I work in IT, been in crypto since around 2019. Mostly mid term swings and some longer holds. Nothing fancy, nothing huge, but enough that losing it would actually hurt.

For most of those years i kept like 80% of my crypto on a single CEX because moving it felt like effort. The exchange was fine. Never had real issues. But you know how it is you get comfortable and you stop questioning whether comfortable is the same as smart.

Mid-2023 the platform i was on got hit with a wave of regulatory news. Nothing definitively bad, just a lot of headlines and a clear shift in the wind, and withdrawals got slower for a few days. Not paused. Just slower. I refreshed the withdrawal page about 200 times in those 3 days and aged accordingly.

That was the wakeup call.

Not because anything actually went wrong, but because i realized i'd built my entire crypto setup around a single point of failure and just. never noticed. Started moving things out the same week.

The exercise of figuring out where everything should actually live ended up being more useful than the move itself honestly. Spot stack went to a hardware wallet that had been sitting in a drawer for two years because i was too lazy to set it up properly. Stables i wasn't actively using went somewhere else. For the part where i actually trade derivatives i ended up splitting between bitmex and binance, mainly so i'm never exposed to one platform's bad week again. Different strengths on each, use them for slightly different stuff.

First bitmex withdrawal i did was honestly the most nervous test transaction of my life lol. Sent a small amount first. Watched it confirm in like 20 minutes. Then moved the rest. Anticlimactic in the best way i'd built up so much background anxiety from the previous platform that i was expecting friction everywhere.

Six months in now.

The funniest realization is how much mental load was disappearing in the background that i didn't even register at the time. I don't half-watch the news anymore for stuff that could affect "my exchange" because there isn't a single one anymore. The diversification cost me maybe 10 hours of setup and some annoyance around shifting collateral when i open new positions. Worth it. Not even close.

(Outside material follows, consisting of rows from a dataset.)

impl GaRunner {
    /// Runs the search.
    ///
    /// Fails if the configuration is invalid, the space is empty, or a
    /// genome cannot be decoded (an internal invariant violation).
    pub fn run<F: FitnessFunction>(space: &ParameterSpace, fitness: &F, config: &SearchConfig) -> Result<SearchResult> {
        Self::run_with_cancel(space, fitness, config, None)
    }

    /// Runs the search with an optional cancellation token.
    ///
    /// If `cancel` is `Some` and the flag is set to `true`, the search
    /// stops before the next generation and returns the best
    /// configuration found so far.
    pub fn run_with_cancel<F: FitnessFunction>(
        space: &ParameterSpace,
        fitness: &F,
        config: &SearchConfig,
        cancel: Option<Arc<AtomicBool>>,
    ) -> Result<SearchResult> {
        config.validate()?;
        if space.is_empty() {
            return Err(SearchError::InvalidConfig("parameter space is empty".into()));
        }

        let seed = config.seed.unwrap_or_else(rand::random);
        let mut rng = create_rng(seed);
        let termination = Termination::new(config);

        match space.grid_size() {
            Some(grid) => info!(
                "evolutionary search over {} parameters ({grid} grid points): population {}, up to {} generations, seed {seed}",
                space.len(),
                config.population_size,
                config.max_generations
            ),
            None => info!(
                "evolutionary search over {} parameters (continuous): population {}, up to {} generations, seed {seed}",
                space.len(),
                config.population_size,
                config.max_generations
            ),
        }

        // 1. Initialize population
        let mut population = (0..config.population_size)
            .map(|_| space.encode(&space.sample(&mut rng)).map(|g| Individual::new(g, 0)))
            .collect::<Result<Vec<_>>>()?;

        // 2. Evaluate initial population
        let mut evaluations = evaluate_population(space, fitness, &mut population, config.parallel)?;
        let initial = GenerationStats::from_population(0, &population, evaluations);
        fitness.on_generation(&initial);
        debug!("generation 0: best {:.6}, mean {:.6}, worst {:.6}", initial.best, initial.mean, initial.worst);

        // 3. Track best
        let mut best = best_of(&population).clone();
        let mut best_generation = 0;
        let mut best_so_far = vec![best.fitness_or_worst()];
        let mut history = vec![initial];
        let mut generation = 0;

        // 4. Evolutionary loop
        let stop_reason = loop {
            if cancel.as_ref().is_some_and(|flag| flag.load(Ordering::Relaxed)) {
                break StopReason::Cancelled;
            }
            if let Some(reason) = termination.check(&best_so_far, generation, evaluations) {
                break reason;
            }
            generation += 1;

            let parents = config
                .selection
                .select_many(&population, config.selection_count(), &mut rng);
            let offspring = vary(
                space,
                &population,
                &parents,
                config,
                generation,
                config.population_size - config.n_elite,
                &mut rng,
            );
            population = replace(population, offspring, config.n_elite, config.population_size);

            let evaluated = evaluate_population(space, fitness, &mut population, config.parallel)?;
            evaluations += evaluated;

            let stats = GenerationStats::from_population(generation, &population, evaluated);
            fitness.on_generation(&stats);
            debug!(
                "generation {generation}: best {:.6}, mean {:.6}, worst {:.6}, evaluated {evaluated}",
                stats.best, stats.mean, stats.worst
            );
            history.push(stats);

            let gen_best = best_of(&population);
            if gen_best.fitness_or_worst() > best.fitness_or_worst() {
                best = gen_best.clone();
                best_generation = generation;
            }
            best_so_far.push(best.fitness_or_worst());
        };

        let best_configuration = space.decode(&best.genome)?;
        info!(
            "search stopped after {generation} generations ({stop_reason}): best fitness {:.6} with {best_configuration}, {evaluations} evaluations in {:.2?}",
            best.fitness_or_worst(),
            termination.elapsed()
        );

        Ok(SearchResult {
            best_configuration,
            best_fitness: best.fitness_or_worst(),
            best_generation,
            generations: generation,
            stop_reason,
            evaluations,
            seed,
            history,
        })
    }
}
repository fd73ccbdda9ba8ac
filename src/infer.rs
use http::header::CONTENT_TYPE;

pub mod openai;
pub use openai::ApiError;
use openai::{OpenAIMessage, OpenAIRequest};

use crate::config::UpstreamConfig;

/// Client for an OpenAI-compatible chat completions endpoint.
pub struct Client {
    http: reqwest::Client,
    config: UpstreamConfig,
}

impl Client {
    pub fn new(config: UpstreamConfig) -> Result<Self, ApiError> {
        let mut builder = reqwest::Client::builder();
        if let Some(timeout) = config.timeout {
            builder = builder.timeout(timeout);
        }
        let http = builder.build().map_err(ApiError::RequestFailed)?;
        Ok(Self { http, config })
    }

    pub fn config(&self) -> &UpstreamConfig {
        &self.config
    }

    /// Sends one completion request and returns the first choice's content.
    pub async fn complete(&self, messages: &[OpenAIMessage]) -> Result<Box<str>, ApiError> {
        let openai_request = OpenAIRequest {
            model: &self.config.model,
            messages,
        };

        let response = self
            .http
            .post(&*self.config.api_url)
            .bearer_auth(&self.config.api_key)
            .header(CONTENT_TYPE, "application/json")
            .header("HTTP-Referer", &*self.config.referer)
            .header("X-Title", &*self.config.title)
            .json(&openai_request)
            .send()
            .await?;

        let status = response.status();
        let response_text = response.text().await?;
        tracing::info!(%status, body = %response_text, "Completion API responded");

        if !status.is_success() {
            return Err(ApiError::ErrorResponse {
                status,
                body: response_text.into(),
            });
        }

        openai::extract_reply(&response_text)
    }
}
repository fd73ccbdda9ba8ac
use serde_json::Value;

use crate::infer::openai::{OpenAIMessage, ROLE_SYSTEM, ROLE_USER};

pub const DEFAULT_PERSONA: &str = "คุณคือผู้ช่วยพูดไทยใน Roblox เป็นมิตร";

pub fn system(persona: &str) -> OpenAIMessage {
    OpenAIMessage {
        role: ROLE_SYSTEM,
        content: Value::String(persona.into()),
    }
}

/// The caller's message goes out exactly as received, `null` included.
pub fn user(message: Value) -> OpenAIMessage {
    OpenAIMessage {
        role: ROLE_USER,
        content: message,
    }
}
use std::sync::Arc;

use anyhow::Context;
use serde_json::Value;
use tokio::net::TcpListener;

pub mod dto;
mod handlers;

pub use handlers::build_router;

use crate::config::{RelayConfig, UpstreamConfig};
use crate::infer::{ApiError, Client};
use crate::prompts;

/// Shared, read-only state behind every `/chat` call.
pub struct Relay {
    client: Client,
    persona: Box<str>,
}

impl Relay {
    pub fn new(upstream: UpstreamConfig, persona: Box<str>) -> Result<Self, ApiError> {
        Ok(Self {
            client: Client::new(upstream)?,
            persona,
        })
    }

    /// One full upstream round-trip: persona plus `message`, reply text back.
    pub async fn reply(&self, message: Value) -> Result<Box<str>, ApiError> {
        let messages = [prompts::system(&self.persona), prompts::user(message)];
        self.client.complete(&messages).await
    }
}

pub async fn serve(config: RelayConfig) -> anyhow::Result<()> {
    tracing::debug!("Relay configuration: {:?}", config);

    let relay = Relay::new(config.upstream, config.persona)
        .context("Failed to build the completion API client")?;
    tracing::info!(
        model = %relay.client.config().model,
        api_url = %relay.client.config().api_url,
        "Relaying chat to completion API"
    );
    if relay.client.config().timeout.is_none() {
        tracing::warn!("No upstream timeout configured, a stalled completion call blocks its request");
    }

    let router = build_router(Arc::new(relay));

    // Start server
    let listener = TcpListener::bind(config.addr)
        .await
        .with_context(|| format!("Failed to bind {}", config.addr))?;
    tracing::info!("Starting server on {}", listener.local_addr()?);

    axum::serve(listener, router.into_make_service())
        .with_graceful_shutdown(shutdown_signal())
        .await
        .context("Server error")?;

    tracing::info!("Server stopped");
    Ok(())
}

async fn shutdown_signal() {
    if let Err(err) = tokio::signal::ctrl_c().await {
        tracing::error!("Failed to listen for shutdown signal: {}", err);
        std::future::pending::<()>().await;
    }
    tracing::info!("Shutdown signal received");
}
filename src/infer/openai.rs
use reqwest::StatusCode;
use serde::{Deserialize, Serialize};
use serde_json::Value;
use thiserror::Error;

pub const ROLE_SYSTEM: &str = "system";
pub const ROLE_USER: &str = "user";

#[derive(Error, Debug)]
pub enum ApiError {
    #[error("Request failed: {0}")]
    RequestFailed(#[source] reqwest::Error),

    #[error("Request timed out: {0}")]
    Timeout(#[source] reqwest::Error),

    #[error("Error response from API ({status}): {body}")]
    ErrorResponse { status: StatusCode, body: Box<str> },

    #[error("Response parsing failed: {0}")]
    ParseFailed(#[from] serde_json::Error),

    #[error("Response contains no reply content")]
    MissingContent,
}

impl From<reqwest::Error> for ApiError {
    fn from(err: reqwest::Error) -> Self {
        if err.is_timeout() {
            ApiError::Timeout(err)
        } else {
            ApiError::RequestFailed(err)
        }
    }
}

#[derive(Debug, Serialize)]
pub struct OpenAIRequest<'a> {
    pub model: &'a str,
    pub messages: &'a [OpenAIMessage],
}

/// `content` is a raw JSON value so the user message is forwarded untouched.
#[derive(Debug, Clone, Serialize)]
pub struct OpenAIMessage {
    pub role: &'static str,
    pub content: Value,
}

#[derive(Debug, Deserialize)]
struct OpenAIResponse {
    choices: Vec<OpenAIChoice>,
}

#[derive(Debug, Deserialize)]
struct OpenAIChoice {
    message: OpenAIResponseMessage,
}

#[derive(Debug, Deserialize)]
struct OpenAIResponseMessage {
    content: Option<Box<str>>,
}

/// Pulls `choices[0].message.content` out of a completion response body.
pub fn extract_reply(body: &str) -> Result<Box<str>, ApiError> {
    let response: OpenAIResponse = serde_json::from_str(body)?;
    response
        .choices
        .into_iter()
        .next()
        .and_then(|choice| choice.message.content)
        .ok_or(ApiError::MissingContent)
}
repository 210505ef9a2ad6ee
pub mod csv;
pub mod http;
//! Hash chaining of ledger entries.
//!
//! Every [`Transaction`] carries the hash of the entry committed before it,
//! forming one global chain across all wallets. Altering any stored entry
//! invalidates its own hash and every link after it.

use super::transaction::Transaction;
use super::wallet::{WalletId, is_whole_cents};
use crate::error::{PaymentError, Result};
use chrono::{DateTime, Utc};
use rust_decimal::Decimal;
use serde::Serialize;
use sha2::{Digest, Sha256};
use std::fmt::Debug;

/// `previous_hash` of the first entry in the chain.
pub const GENESIS: &str = "GENESIS";

/// Source of wall-clock time for ledger timestamps and chain hashes.
pub trait Clock: Send + Sync + Debug {
    fn now(&self) -> DateTime<Utc>;
}

#[derive(Debug, Default, Clone, Copy)]
pub struct SystemClock;

impl Clock for SystemClock {
    fn now(&self) -> DateTime<Utc> {
        Utc::now()
    }
}

/// Always reports the same instant. Makes chain hashes reproducible in tests.
#[derive(Debug, Clone, Copy)]
pub struct FixedClock(pub DateTime<Utc>);

impl Clock for FixedClock {
    fn now(&self) -> DateTime<Utc> {
        self.0
    }
}

/// SHA-256 over the entry's wallet, signed amount (two decimals), predecessor
/// hash, hand token and creation time in Unix nanoseconds. Hex encoded.
pub fn chain_hash(
    wallet_id: WalletId,
    amount: Decimal,
    previous_hash: &str,
    hand_token: &str,
    created_at: DateTime<Utc>,
) -> String {
    let nanos = i128::from(created_at.timestamp()) * 1_000_000_000
        + i128::from(created_at.timestamp_subsec_nanos());
    let record = format!("{wallet_id}{amount:.2}{previous_hash}{hand_token}{nanos}");

    let mut hasher = Sha256::new();
    hasher.update(record.as_bytes());
    hex::encode(hasher.finalize())
}

/// Result of a successful chain walk.
#[derive(Debug, Serialize, PartialEq, Clone)]
pub struct ChainReport {
    pub length: usize,
    /// Hash of the newest entry, `GENESIS` for an empty ledger.
    pub head: String,
}

/// Walks `transactions` in creation order and checks every link and hash.
pub fn verify_chain(transactions: &[Transaction]) -> Result<ChainReport> {
    let mut expected_previous = GENESIS;

    for tx in transactions {
        if tx.previous_hash != expected_previous {
            return Err(PaymentError::ChainBroken {
                transaction_id: tx.id,
                reason: format!(
                    "previous_hash {} does not match {}",
                    tx.previous_hash, expected_previous
                ),
            });
        }

        // The hash only covers two decimal places, so finer digits are unverifiable.
        if !is_whole_cents(tx.amount) {
            return Err(PaymentError::ChainBroken {
                transaction_id: tx.id,
                reason: format!("amount {} has sub-cent digits", tx.amount),
            });
        }

        let recomputed = chain_hash(
            tx.wallet_id,
            tx.amount,
            &tx.previous_hash,
            &tx.hand_token,
            tx.created_at,
        );
        if recomputed != tx.hash {
            return Err(PaymentError::ChainBroken {
                transaction_id: tx.id,
                reason: "stored hash does not match record contents".to_string(),
            });
        }

        expected_previous = &tx.hash;
    }

    Ok(ChainReport {
        length: transactions.len(),
        head: expected_previous.to_string(),
    })
}
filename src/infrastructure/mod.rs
//! Ledger store backends.

pub mod in_memory;
#[cfg(feature = "storage-rocksdb")]
pub mod rocksdb;
mod staging;

use crate::domain::ports::LedgerStoreRef;
use crate::error::Result;
use std::path::Path;
use std::sync::Arc;

/// Opens the store selected by configuration.
///
/// A `db_path` selects RocksDB when the `storage-rocksdb` feature is enabled.
/// Without the feature the request is logged and in-memory storage is used.
pub fn open_store(db_path: Option<&Path>) -> Result<LedgerStoreRef> {
    match db_path {
        #[cfg(feature = "storage-rocksdb")]
        Some(path) => Ok(Arc::new(rocksdb::RocksDBStore::open(path)?)),
        #[cfg(not(feature = "storage-rocksdb"))]
        Some(path) => {
            tracing::warn!(
                path = %path.display(),
                "Persistent storage requested via --db-path, but 'storage-rocksdb' feature is not enabled. Falling back to In-Memory storage."
            );
            Ok(Arc::new(in_memory::InMemoryLedgerStore::new()))
        }
        None => Ok(Arc::new(in_memory::InMemoryLedgerStore::new())),
    }
}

The lesson if there is one isn't about which exchange to use. It's about not letting comfort decide where your money sits, especially money you've been stacking for years. The 2023 thing turned out to be nothing in the end the platform is still operating fine but i don't regret the move at all. The principle was right even if the specific scare wasn't.

if you've been parked on the same place since 2020 or earlier and never actually stress-tested what happens when it has a bad month, this is your nudge.

friction is way smaller than the peace of mind.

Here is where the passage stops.